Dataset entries
- - - -

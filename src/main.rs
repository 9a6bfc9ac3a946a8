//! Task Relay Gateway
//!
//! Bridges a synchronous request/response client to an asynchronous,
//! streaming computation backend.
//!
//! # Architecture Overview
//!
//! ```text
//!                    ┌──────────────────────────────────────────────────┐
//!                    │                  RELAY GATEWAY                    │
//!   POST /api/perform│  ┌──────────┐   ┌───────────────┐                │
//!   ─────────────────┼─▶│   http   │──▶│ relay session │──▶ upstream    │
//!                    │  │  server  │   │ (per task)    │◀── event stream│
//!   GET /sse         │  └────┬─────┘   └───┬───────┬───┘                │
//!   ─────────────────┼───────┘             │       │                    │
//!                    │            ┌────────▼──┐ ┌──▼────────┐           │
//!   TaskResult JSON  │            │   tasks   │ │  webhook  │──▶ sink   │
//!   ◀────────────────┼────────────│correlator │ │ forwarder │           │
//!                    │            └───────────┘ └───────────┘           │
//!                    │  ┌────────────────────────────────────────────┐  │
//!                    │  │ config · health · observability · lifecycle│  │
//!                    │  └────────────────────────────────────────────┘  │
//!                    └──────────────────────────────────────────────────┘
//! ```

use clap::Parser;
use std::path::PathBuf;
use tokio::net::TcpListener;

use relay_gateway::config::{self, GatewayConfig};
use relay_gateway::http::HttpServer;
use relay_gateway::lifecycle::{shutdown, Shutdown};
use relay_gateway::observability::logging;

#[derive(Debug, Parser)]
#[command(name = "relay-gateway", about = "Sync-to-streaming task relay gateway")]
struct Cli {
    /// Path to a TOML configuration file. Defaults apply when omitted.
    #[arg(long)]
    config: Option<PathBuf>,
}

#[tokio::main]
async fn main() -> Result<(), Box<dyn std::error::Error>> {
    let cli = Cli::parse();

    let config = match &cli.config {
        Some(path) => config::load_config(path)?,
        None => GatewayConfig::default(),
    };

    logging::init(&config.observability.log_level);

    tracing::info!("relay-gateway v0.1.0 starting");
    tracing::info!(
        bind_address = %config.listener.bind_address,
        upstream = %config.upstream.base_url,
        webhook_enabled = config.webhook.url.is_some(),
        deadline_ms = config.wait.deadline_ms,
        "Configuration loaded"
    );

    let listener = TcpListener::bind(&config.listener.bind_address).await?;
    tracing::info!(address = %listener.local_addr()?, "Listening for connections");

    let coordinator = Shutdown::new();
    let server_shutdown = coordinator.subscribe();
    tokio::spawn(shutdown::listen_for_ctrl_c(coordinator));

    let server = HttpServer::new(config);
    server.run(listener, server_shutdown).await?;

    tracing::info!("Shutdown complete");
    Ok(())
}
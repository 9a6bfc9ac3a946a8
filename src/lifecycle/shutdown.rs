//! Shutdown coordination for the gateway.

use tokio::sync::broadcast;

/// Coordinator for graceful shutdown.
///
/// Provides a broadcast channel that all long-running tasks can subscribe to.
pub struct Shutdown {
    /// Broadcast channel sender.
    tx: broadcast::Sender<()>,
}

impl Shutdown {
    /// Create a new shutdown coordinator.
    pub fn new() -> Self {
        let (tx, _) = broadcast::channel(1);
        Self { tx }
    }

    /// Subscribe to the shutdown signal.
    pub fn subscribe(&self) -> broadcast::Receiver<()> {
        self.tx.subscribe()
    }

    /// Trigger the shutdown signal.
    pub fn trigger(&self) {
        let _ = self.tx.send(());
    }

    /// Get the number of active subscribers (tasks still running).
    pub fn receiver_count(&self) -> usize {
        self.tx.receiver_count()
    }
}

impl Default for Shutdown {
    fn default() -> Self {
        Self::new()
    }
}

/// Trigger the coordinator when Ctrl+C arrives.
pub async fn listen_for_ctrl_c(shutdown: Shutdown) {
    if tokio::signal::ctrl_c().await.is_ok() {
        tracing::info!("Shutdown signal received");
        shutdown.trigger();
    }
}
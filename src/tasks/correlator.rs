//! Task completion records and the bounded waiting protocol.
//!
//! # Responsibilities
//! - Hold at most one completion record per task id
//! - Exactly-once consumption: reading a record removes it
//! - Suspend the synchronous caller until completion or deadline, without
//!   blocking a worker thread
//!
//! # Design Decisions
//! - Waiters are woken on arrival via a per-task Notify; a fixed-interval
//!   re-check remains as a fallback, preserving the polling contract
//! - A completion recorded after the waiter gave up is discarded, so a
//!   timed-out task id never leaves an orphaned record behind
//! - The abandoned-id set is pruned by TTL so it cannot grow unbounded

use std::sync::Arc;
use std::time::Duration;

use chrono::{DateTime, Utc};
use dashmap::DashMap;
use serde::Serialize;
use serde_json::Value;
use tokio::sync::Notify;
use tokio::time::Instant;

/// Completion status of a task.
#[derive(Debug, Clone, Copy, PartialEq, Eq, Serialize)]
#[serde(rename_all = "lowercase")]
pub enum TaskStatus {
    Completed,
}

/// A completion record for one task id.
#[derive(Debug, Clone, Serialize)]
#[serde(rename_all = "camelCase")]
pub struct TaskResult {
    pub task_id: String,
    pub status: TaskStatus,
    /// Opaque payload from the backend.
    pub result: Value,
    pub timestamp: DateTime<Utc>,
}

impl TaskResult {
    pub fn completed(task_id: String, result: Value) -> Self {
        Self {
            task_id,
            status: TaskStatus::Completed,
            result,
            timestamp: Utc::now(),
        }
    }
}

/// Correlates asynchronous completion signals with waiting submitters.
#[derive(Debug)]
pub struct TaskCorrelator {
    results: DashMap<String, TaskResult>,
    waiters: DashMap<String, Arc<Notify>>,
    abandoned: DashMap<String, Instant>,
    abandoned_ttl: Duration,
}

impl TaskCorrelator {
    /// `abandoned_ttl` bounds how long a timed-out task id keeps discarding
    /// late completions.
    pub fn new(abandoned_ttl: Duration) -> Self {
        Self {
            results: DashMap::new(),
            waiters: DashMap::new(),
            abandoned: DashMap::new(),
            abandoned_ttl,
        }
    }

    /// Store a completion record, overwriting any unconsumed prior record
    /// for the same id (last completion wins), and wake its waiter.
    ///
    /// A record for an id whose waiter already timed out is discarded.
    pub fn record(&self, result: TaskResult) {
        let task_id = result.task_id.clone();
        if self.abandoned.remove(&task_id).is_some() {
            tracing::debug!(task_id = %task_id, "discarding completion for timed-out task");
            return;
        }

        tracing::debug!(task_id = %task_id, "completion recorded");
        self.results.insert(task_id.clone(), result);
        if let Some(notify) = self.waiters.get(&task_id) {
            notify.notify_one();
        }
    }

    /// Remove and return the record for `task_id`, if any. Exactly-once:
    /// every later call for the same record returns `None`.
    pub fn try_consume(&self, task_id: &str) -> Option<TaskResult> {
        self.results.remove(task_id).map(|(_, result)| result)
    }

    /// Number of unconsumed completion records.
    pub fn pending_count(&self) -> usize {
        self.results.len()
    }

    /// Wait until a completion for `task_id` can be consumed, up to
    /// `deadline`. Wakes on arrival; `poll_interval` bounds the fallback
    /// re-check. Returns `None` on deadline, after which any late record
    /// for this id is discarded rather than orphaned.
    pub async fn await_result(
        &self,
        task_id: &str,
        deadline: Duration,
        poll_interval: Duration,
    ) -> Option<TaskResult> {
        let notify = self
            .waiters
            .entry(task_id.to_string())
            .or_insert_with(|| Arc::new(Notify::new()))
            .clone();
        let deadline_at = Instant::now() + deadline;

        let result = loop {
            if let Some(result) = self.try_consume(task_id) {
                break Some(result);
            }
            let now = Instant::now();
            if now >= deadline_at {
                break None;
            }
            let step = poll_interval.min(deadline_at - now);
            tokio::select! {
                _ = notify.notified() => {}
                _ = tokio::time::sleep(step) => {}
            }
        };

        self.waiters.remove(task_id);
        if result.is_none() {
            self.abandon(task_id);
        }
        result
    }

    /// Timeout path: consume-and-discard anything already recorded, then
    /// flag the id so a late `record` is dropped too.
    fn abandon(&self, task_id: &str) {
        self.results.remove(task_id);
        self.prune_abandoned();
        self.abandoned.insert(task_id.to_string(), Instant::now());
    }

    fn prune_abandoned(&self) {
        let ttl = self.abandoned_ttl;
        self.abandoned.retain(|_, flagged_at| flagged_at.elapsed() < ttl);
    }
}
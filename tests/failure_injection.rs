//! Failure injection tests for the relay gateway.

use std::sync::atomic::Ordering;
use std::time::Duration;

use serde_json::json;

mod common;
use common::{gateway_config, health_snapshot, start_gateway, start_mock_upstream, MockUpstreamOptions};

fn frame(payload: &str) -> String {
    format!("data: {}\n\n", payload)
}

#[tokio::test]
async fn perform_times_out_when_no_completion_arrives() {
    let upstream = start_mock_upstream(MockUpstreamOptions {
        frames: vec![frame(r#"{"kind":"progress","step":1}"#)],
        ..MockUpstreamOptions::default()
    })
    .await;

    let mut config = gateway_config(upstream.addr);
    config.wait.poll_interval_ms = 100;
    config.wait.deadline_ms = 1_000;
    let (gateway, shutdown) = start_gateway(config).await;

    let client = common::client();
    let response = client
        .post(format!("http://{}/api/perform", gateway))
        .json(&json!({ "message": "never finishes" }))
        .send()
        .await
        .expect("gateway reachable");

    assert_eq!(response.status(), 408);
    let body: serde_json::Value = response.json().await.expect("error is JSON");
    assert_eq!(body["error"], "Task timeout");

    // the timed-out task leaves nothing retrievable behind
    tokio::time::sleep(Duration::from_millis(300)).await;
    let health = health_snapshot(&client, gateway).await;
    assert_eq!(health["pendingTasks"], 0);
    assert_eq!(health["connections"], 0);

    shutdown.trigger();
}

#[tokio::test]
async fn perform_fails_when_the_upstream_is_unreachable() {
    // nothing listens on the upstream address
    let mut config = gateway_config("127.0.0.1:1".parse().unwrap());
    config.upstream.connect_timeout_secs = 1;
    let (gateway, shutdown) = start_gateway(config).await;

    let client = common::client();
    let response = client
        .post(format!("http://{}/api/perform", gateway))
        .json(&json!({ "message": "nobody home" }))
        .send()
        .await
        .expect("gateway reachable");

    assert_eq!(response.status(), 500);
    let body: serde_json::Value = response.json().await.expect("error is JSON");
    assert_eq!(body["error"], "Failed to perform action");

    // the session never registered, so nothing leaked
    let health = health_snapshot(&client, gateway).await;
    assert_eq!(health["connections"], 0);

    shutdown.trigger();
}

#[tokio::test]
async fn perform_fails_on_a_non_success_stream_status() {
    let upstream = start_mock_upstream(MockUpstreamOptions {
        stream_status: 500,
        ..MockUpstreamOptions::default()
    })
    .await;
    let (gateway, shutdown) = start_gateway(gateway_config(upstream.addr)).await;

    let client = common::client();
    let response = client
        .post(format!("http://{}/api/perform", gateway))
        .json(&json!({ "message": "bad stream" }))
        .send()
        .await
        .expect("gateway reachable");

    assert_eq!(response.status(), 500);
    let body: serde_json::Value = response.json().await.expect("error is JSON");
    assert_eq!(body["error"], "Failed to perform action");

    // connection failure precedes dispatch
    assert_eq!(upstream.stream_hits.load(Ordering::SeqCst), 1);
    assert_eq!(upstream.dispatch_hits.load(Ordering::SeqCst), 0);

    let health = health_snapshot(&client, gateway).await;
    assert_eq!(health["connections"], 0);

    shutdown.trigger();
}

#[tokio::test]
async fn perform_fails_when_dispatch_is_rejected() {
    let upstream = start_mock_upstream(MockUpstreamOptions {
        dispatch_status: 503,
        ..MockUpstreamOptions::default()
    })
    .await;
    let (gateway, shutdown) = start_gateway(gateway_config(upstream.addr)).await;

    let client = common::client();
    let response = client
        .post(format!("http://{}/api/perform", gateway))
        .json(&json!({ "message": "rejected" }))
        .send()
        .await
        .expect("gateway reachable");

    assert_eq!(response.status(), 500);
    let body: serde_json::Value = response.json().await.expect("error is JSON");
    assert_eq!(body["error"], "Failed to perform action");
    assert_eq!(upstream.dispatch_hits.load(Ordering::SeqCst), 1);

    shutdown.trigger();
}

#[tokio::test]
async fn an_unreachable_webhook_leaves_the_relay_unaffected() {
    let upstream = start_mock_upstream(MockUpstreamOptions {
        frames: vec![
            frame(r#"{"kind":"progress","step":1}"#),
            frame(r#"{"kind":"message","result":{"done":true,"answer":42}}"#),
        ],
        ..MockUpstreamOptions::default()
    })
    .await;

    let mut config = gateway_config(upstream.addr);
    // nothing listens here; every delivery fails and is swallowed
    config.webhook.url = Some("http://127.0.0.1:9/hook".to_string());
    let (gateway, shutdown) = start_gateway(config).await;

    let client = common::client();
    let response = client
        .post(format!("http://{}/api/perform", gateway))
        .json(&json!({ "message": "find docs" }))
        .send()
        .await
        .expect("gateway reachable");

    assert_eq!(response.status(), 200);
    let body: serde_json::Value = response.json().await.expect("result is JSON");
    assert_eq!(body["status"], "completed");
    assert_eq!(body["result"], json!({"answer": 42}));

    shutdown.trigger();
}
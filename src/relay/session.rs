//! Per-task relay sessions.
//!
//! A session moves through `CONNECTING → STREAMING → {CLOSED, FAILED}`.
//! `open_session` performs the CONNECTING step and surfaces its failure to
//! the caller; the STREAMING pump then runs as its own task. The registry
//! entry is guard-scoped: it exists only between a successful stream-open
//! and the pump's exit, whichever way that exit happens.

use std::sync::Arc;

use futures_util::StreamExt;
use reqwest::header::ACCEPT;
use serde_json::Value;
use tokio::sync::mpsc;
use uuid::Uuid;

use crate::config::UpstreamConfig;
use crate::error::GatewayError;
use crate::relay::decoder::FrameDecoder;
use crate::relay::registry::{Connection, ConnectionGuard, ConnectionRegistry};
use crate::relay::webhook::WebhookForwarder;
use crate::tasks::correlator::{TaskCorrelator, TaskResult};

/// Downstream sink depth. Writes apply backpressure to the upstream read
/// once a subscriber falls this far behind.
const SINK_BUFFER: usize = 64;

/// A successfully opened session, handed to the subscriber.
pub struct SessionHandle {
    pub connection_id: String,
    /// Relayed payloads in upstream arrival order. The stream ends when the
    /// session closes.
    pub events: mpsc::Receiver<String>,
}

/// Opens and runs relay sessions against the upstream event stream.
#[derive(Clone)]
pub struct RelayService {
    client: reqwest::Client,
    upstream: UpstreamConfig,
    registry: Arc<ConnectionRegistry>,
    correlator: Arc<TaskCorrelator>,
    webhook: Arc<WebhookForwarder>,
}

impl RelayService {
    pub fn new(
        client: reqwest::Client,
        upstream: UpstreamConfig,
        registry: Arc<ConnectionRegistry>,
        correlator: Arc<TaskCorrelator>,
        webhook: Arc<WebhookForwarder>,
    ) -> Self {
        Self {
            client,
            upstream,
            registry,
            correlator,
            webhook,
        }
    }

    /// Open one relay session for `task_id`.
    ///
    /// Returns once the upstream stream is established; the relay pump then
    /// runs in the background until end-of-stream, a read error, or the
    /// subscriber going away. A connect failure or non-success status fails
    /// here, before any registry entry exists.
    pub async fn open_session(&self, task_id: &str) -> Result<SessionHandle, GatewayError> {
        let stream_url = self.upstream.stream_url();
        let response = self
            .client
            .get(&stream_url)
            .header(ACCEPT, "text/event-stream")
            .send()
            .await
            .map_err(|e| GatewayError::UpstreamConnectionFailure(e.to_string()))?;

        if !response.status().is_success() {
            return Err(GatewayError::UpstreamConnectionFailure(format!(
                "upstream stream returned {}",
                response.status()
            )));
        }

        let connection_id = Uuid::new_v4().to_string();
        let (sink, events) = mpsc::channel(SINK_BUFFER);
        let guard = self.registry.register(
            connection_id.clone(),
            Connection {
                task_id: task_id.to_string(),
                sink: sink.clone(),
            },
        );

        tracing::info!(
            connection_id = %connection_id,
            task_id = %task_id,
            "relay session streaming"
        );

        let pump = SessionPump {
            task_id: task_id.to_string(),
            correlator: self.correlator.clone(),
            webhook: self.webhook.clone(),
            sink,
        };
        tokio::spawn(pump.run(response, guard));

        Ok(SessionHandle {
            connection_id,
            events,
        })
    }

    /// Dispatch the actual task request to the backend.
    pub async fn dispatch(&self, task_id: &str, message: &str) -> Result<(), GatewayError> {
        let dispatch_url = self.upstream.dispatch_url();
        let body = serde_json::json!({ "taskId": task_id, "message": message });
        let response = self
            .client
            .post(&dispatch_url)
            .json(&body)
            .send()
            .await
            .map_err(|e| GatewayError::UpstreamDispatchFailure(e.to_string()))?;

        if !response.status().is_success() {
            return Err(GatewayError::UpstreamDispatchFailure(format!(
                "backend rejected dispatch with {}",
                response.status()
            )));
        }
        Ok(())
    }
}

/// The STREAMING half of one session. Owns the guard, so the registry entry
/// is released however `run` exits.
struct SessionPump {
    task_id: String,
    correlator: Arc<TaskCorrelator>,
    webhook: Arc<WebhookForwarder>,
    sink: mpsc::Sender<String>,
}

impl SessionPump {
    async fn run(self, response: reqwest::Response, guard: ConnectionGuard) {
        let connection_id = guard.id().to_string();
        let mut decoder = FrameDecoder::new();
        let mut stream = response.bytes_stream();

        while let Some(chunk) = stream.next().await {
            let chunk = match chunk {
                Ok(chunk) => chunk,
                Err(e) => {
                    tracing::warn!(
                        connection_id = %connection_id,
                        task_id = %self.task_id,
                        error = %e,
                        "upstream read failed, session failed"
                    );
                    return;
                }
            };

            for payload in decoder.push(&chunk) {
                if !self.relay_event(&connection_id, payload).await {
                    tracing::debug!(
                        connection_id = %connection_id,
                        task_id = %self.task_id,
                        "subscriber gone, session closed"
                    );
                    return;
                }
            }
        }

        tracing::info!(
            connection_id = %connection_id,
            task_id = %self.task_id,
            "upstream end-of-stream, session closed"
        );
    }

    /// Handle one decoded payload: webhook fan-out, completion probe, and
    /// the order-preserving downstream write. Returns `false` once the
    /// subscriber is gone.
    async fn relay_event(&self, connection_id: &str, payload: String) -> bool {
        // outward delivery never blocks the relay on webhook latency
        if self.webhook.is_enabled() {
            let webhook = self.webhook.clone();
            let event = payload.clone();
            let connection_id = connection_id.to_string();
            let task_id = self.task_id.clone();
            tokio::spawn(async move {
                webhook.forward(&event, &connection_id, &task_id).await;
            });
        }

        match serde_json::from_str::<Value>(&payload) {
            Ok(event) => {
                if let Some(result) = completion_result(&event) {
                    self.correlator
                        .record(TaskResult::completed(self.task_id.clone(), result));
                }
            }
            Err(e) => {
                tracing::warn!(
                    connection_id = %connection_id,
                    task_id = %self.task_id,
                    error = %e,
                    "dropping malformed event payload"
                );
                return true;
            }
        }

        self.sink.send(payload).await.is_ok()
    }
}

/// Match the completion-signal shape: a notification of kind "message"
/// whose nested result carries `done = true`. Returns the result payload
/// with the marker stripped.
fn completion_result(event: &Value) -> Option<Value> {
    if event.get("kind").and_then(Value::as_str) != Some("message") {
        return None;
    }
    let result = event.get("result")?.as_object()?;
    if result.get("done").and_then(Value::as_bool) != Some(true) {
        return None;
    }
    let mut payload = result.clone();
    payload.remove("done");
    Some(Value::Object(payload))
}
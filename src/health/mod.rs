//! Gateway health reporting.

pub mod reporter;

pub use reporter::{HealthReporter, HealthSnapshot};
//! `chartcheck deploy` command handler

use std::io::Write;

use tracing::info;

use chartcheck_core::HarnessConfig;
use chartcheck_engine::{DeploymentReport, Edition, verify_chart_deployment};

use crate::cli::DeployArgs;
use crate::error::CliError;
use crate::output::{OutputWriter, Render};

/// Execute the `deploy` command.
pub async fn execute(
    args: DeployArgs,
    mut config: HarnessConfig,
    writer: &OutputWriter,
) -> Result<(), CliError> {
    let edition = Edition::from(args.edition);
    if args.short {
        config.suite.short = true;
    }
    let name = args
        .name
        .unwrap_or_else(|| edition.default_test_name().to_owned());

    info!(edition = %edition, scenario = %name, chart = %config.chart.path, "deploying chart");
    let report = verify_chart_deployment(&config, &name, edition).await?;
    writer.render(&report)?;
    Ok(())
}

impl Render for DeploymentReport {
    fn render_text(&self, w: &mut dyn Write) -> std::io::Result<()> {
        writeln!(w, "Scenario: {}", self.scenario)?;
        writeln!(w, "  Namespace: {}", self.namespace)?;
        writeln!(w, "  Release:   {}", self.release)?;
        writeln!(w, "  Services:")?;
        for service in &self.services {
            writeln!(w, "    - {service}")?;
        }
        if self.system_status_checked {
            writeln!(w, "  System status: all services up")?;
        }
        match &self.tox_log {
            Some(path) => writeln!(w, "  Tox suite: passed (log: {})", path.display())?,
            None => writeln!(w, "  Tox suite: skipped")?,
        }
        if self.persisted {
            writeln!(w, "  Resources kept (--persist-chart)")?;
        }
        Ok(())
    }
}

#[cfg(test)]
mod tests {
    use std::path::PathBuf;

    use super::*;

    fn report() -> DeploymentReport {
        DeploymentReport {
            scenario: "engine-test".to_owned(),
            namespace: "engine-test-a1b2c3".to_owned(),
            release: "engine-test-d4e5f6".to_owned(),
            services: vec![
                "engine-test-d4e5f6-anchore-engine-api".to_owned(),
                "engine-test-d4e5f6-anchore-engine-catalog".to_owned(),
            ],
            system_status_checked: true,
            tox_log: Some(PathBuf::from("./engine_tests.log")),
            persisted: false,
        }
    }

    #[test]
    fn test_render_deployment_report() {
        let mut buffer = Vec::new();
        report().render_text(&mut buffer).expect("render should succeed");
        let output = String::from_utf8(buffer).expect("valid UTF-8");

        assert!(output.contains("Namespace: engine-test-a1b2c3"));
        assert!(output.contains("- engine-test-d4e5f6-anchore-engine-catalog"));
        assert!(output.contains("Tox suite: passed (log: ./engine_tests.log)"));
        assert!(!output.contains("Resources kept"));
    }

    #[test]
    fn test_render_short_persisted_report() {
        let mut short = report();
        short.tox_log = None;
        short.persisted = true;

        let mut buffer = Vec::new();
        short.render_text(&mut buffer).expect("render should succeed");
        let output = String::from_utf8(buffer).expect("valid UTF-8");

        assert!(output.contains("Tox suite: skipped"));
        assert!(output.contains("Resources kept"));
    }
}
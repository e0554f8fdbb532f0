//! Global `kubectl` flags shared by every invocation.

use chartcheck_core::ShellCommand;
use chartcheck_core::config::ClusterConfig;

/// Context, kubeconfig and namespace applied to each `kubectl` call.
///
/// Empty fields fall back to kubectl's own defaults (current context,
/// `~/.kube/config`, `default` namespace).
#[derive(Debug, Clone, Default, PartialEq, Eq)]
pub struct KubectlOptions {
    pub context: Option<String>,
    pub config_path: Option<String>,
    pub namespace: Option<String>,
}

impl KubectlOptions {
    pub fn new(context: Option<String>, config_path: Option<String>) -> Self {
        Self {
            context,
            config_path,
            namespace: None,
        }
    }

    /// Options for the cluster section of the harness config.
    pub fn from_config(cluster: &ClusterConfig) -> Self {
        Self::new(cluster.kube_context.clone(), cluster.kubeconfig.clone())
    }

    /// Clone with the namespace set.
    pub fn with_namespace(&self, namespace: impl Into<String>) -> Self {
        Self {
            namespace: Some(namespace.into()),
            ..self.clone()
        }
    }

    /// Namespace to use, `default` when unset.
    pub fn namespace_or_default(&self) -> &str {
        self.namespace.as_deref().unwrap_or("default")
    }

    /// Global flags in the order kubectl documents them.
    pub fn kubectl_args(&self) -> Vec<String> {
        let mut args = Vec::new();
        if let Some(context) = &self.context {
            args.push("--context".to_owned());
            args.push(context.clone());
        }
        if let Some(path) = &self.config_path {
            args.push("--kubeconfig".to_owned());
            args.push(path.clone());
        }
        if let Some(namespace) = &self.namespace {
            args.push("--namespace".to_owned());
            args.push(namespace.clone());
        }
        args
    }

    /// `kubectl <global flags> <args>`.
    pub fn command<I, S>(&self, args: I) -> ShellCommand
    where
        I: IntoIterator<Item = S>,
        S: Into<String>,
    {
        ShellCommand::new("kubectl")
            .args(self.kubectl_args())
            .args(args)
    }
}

- - - -

— Work required —
From the entries, copy every line in which the string "WebhookForwarder" can be found.

— Answer area —
use crate::relay::webhook::WebhookForwarder;
    webhook: Arc<WebhookForwarder>,
        webhook: Arc<WebhookForwarder>,
    webhook: Arc<WebhookForwarder>,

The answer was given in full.